# MATERIAL FOR THE TASK
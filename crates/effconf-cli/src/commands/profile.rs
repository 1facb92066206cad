//! Active profile display

use effconf_core::ConfigResolver;

use crate::error::Result;

/// Print the active profile; with `json`, also where it came from.
pub fn run_profile(resolver: &ConfigResolver, json: bool) -> Result<()> {
    let resolved = resolver.resolve_profile()?;

    if json {
        println!("{}", serde_json::to_string_pretty(&resolved)?);
    } else {
        println!("{}", resolved.profile);
    }
    Ok(())
}
//! Golden-file tests using test-fixtures/
//!
//! Resolve the fixture projects end to end and compare the expanded result
//! with the expected `.properties` files.

use effconf_core::{ConfigResolver, LaunchMode, Snapshot};
use effconf_fs::properties;
use pretty_assertions::assert_eq;
use rstest::rstest;
use std::fs;
use std::path::PathBuf;

/// Normalize line endings to LF for cross-platform comparison.
fn normalize_line_endings(s: &str) -> String {
    s.replace("\r\n", "\n")
}

/// Path to the test-fixtures directory (relative to the workspace root).
fn fixtures_dir() -> PathBuf {
    let manifest_dir = PathBuf::from(env!("CARGO_MANIFEST_DIR"));
    // tests/integration -> ../../test-fixtures
    manifest_dir.join("../../test-fixtures")
}

fn project_dir(name: &str) -> PathBuf {
    fixtures_dir().join("projects").join(name)
}

fn load_expected(name: &str) -> String {
    let path = fixtures_dir().join("expected").join(name);
    let content = fs::read_to_string(&path)
        .unwrap_or_else(|e| panic!("Failed to read expected output at {}: {}", path.display(), e));
    normalize_line_endings(&content)
}

#[rstest]
#[case(None, "greeting-service-prod.properties")]
#[case(Some("staging"), "greeting-service-staging.properties")]
fn greeting_service_matches_golden_file(#[case] profile: Option<&str>, #[case] expected: &str) {
    let mut resolver = ConfigResolver::new(project_dir("greeting-service"));
    if let Some(profile) = profile {
        resolver = resolver.profile(profile);
    }

    let config = resolver.resolve().unwrap();
    let actual = properties::to_string(&config.expanded().unwrap(), None);

    assert_eq!(actual, load_expected(expected));
}

#[test]
fn greeting_service_lists_every_tier_found() {
    let sources = ConfigResolver::new(project_dir("greeting-service"))
        .sources()
        .unwrap();
    let names: Vec<(&str, i32)> = sources.iter().map(|s| (s.name(), s.ordinal())).collect();

    assert_eq!(
        names,
        vec![
            (".env", 295),
            ("project", 280),
            ("config/application.properties", 260),
            ("src/main/resources/application.properties", 250),
            ("src/main/resources/application.yaml", 255),
            ("src/main/resources/META-INF/microprofile-config.properties", 100),
        ]
    );
}

#[test]
fn greeting_service_test_mode_switches_datasource() {
    let config = ConfigResolver::new(project_dir("greeting-service"))
        .launch_mode(LaunchMode::Test)
        .resolve()
        .unwrap();

    assert_eq!(config.profile(), "test");
    assert_eq!(config.get("quarkus.datasource.db-kind"), Some("h2"));
    assert_eq!(config.get("quarkus.http.port"), Some("8090"));
}

#[test]
fn greeting_service_system_property_beats_dotenv() {
    let config = ConfigResolver::new(project_dir("greeting-service"))
        .snapshot(Snapshot::new().with_system_property("quarkus.http.port", "7000"))
        .resolve()
        .unwrap();

    assert_eq!(config.get("quarkus.http.port"), Some("7000"));
    assert_eq!(config.origin("quarkus.http.port").unwrap().source, "system");
}

#[test]
fn greeting_service_fingerprint_is_stable_across_resolutions() {
    let first = ConfigResolver::new(project_dir("greeting-service"))
        .resolve()
        .unwrap();
    let second = ConfigResolver::new(project_dir("greeting-service"))
        .resolve()
        .unwrap();

    assert_eq!(first.fingerprint(), second.fingerprint());
}
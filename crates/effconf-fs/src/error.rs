//! Error types for effconf-fs

use std::path::PathBuf;

/// Result type for effconf-fs operations
pub type Result<T> = std::result::Result<T, Error>;

/// Errors that can occur in effconf-fs operations
#[derive(Debug, thiserror::Error)]
pub enum Error {
    #[error("I/O error at {path}: {source}")]
    Io {
        path: PathBuf,
        #[source]
        source: std::io::Error,
    },

    #[error("Failed to parse {format} config at {path}: {message}")]
    ConfigParse {
        path: PathBuf,
        format: String,
        message: String,
    },

    #[error("Unsupported config format: {file_name}")]
    UnsupportedFormat { file_name: String },

    #[error("Lock acquisition failed for {path}")]
    LockFailed { path: PathBuf },
}

impl Error {
    pub fn io(path: impl Into<PathBuf>, source: std::io::Error) -> Self {
        Self::Io {
            path: path.into(),
            source,
        }
    }
}

/// A format-level parse failure, before a file path is attached to it.
#[derive(Debug, Clone, PartialEq, Eq, thiserror::Error)]
#[error("line {line}: {message}")]
pub struct ParseError {
    /// 1-based line number where the problem starts (0 when unknown)
    pub line: usize,
    pub message: String,
}

impl ParseError {
    pub fn new(line: usize, message: impl Into<String>) -> Self {
        Self {
            line,
            message: message.into(),
        }
    }
}
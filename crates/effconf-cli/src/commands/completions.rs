//! Shell completion generation

use clap::CommandFactory;
use clap_complete::Shell;

use crate::cli::Cli;

/// Write completions for `shell` to stdout.
pub fn run_completions(shell: Shell) {
    let mut command = Cli::command();
    let name = command.get_name().to_string();
    clap_complete::generate(shell, &mut command, name, &mut std::io::stdout());
}
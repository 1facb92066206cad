//! Format-dispatching loading and saving of flat configuration files

use std::path::Path;

use crate::{Error, Format, ParseError, PropertyMap, Result, dotenv, io, properties, yaml};

/// Loads configuration files of any supported [`Format`] into flat maps.
///
/// The format is taken from the file name unless one is forced with
/// [`ConfigStore::with_format`].
#[derive(Debug, Default, Clone, Copy)]
pub struct ConfigStore {
    format: Option<Format>,
}

impl ConfigStore {
    /// Create a store that detects formats from file names.
    pub fn new() -> Self {
        Self::default()
    }

    /// Create a store that reads every file as `format`.
    pub fn with_format(format: Format) -> Self {
        Self {
            format: Some(format),
        }
    }

    /// Load a file into a flat map.
    ///
    /// A parse failure is reported as [`Error::ConfigParse`] naming the file;
    /// no partial map is returned.
    pub fn load(&self, path: &Path) -> Result<PropertyMap> {
        let format = self.format_of(path)?;
        let content = io::read_text(path)?;
        Self::parse(path, format, &content)
    }

    /// Load a file into a flat map, or `None` when the file does not exist.
    pub fn load_if_exists(&self, path: &Path) -> Result<Option<PropertyMap>> {
        let format = self.format_of(path)?;
        match io::read_text_if_exists(path)? {
            Some(content) => Self::parse(path, format, &content).map(Some),
            None => Ok(None),
        }
    }

    /// Save a flat map as a `.properties` file, atomically.
    pub fn save_properties(
        &self,
        path: &Path,
        map: &PropertyMap,
        header: Option<&str>,
    ) -> Result<()> {
        io::write_text(path, &properties::to_string(map, header))
    }

    fn format_of(&self, path: &Path) -> Result<Format> {
        self.format
            .or_else(|| Format::detect(path))
            .ok_or_else(|| Error::UnsupportedFormat {
                file_name: path
                    .file_name()
                    .map(|n| n.to_string_lossy().into_owned())
                    .unwrap_or_else(|| path.display().to_string()),
            })
    }

    fn parse(path: &Path, format: Format, content: &str) -> Result<PropertyMap> {
        let parsed: std::result::Result<PropertyMap, ParseError> = match format {
            Format::Properties => properties::parse(content),
            Format::Yaml => yaml::flatten(content),
            Format::DotEnv => dotenv::parse(content),
        };
        parsed.map_err(|e| Error::ConfigParse {
            path: path.to_path_buf(),
            format: format.name().into(),
            message: e.to_string(),
        })
    }
}
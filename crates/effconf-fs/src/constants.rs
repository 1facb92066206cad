//! Conventional configuration file names and directories.

use std::path::Path;

use crate::Format;

/// Resource directory used when a project declares none.
pub const DEFAULT_RESOURCE_DIR: &str = "src/main/resources";

/// Directory under the project root holding working-directory overrides.
pub const PROJECT_CONFIG_DIR: &str = "config";

/// Configuration files recognised by name.
#[derive(Debug, Clone, Copy, PartialEq, Eq, Hash)]
pub enum ConfigFile {
    /// `application.properties`
    ApplicationProperties,
    /// `application.yaml`
    ApplicationYaml,
    /// `application.yml`
    ApplicationYml,
    /// `META-INF/microprofile-config.properties`
    MicroprofileConfig,
    /// `.env` in the project directory
    DotEnv,
    /// `gradle.properties` in the project directory
    GradleProperties,
}

impl ConfigFile {
    /// Application files looked up in every resource directory, in load order.
    pub const RESOURCE_FILES: [ConfigFile; 4] = [
        Self::ApplicationProperties,
        Self::ApplicationYaml,
        Self::ApplicationYml,
        Self::MicroprofileConfig,
    ];

    /// Application files looked up in the project `config/` directory.
    pub const PROJECT_CONFIG_FILES: [ConfigFile; 3] = [
        Self::ApplicationProperties,
        Self::ApplicationYaml,
        Self::ApplicationYml,
    ];

    /// Path relative to the directory the file is looked up in.
    pub fn as_str(&self) -> &'static str {
        match self {
            Self::ApplicationProperties => "application.properties",
            Self::ApplicationYaml => "application.yaml",
            Self::ApplicationYml => "application.yml",
            Self::MicroprofileConfig => "META-INF/microprofile-config.properties",
            Self::DotEnv => ".env",
            Self::GradleProperties => "gradle.properties",
        }
    }

    pub fn format(&self) -> Format {
        match self {
            Self::ApplicationProperties | Self::MicroprofileConfig | Self::GradleProperties => {
                Format::Properties
            }
            Self::ApplicationYaml | Self::ApplicationYml => Format::Yaml,
            Self::DotEnv => Format::DotEnv,
        }
    }
}

impl AsRef<Path> for ConfigFile {
    fn as_ref(&self) -> &Path {
        Path::new(self.as_str())
    }
}

impl std::fmt::Display for ConfigFile {
    fn fmt(&self, f: &mut std::fmt::Formatter<'_>) -> std::fmt::Result {
        write!(f, "{}", self.as_str())
    }
}

#[cfg(test)]
mod tests {
    use super::*;

    #[test]
    fn yaml_variants_share_format() {
        assert_eq!(ConfigFile::ApplicationYaml.format(), Format::Yaml);
        assert_eq!(ConfigFile::ApplicationYml.format(), Format::Yaml);
    }

    #[test]
    fn microprofile_file_lives_under_meta_inf() {
        let path: &Path = ConfigFile::MicroprofileConfig.as_ref();
        assert_eq!(path.parent(), Some(Path::new("META-INF")));
    }
}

# EXERCISE DIRECTIONS
If a line in the records holds the string "commands", copy it.

# YOUR RESPONSE
filename crates/effconf-cli/src/commands/profile.rs
filename crates/effconf-cli/src/commands/completions.rs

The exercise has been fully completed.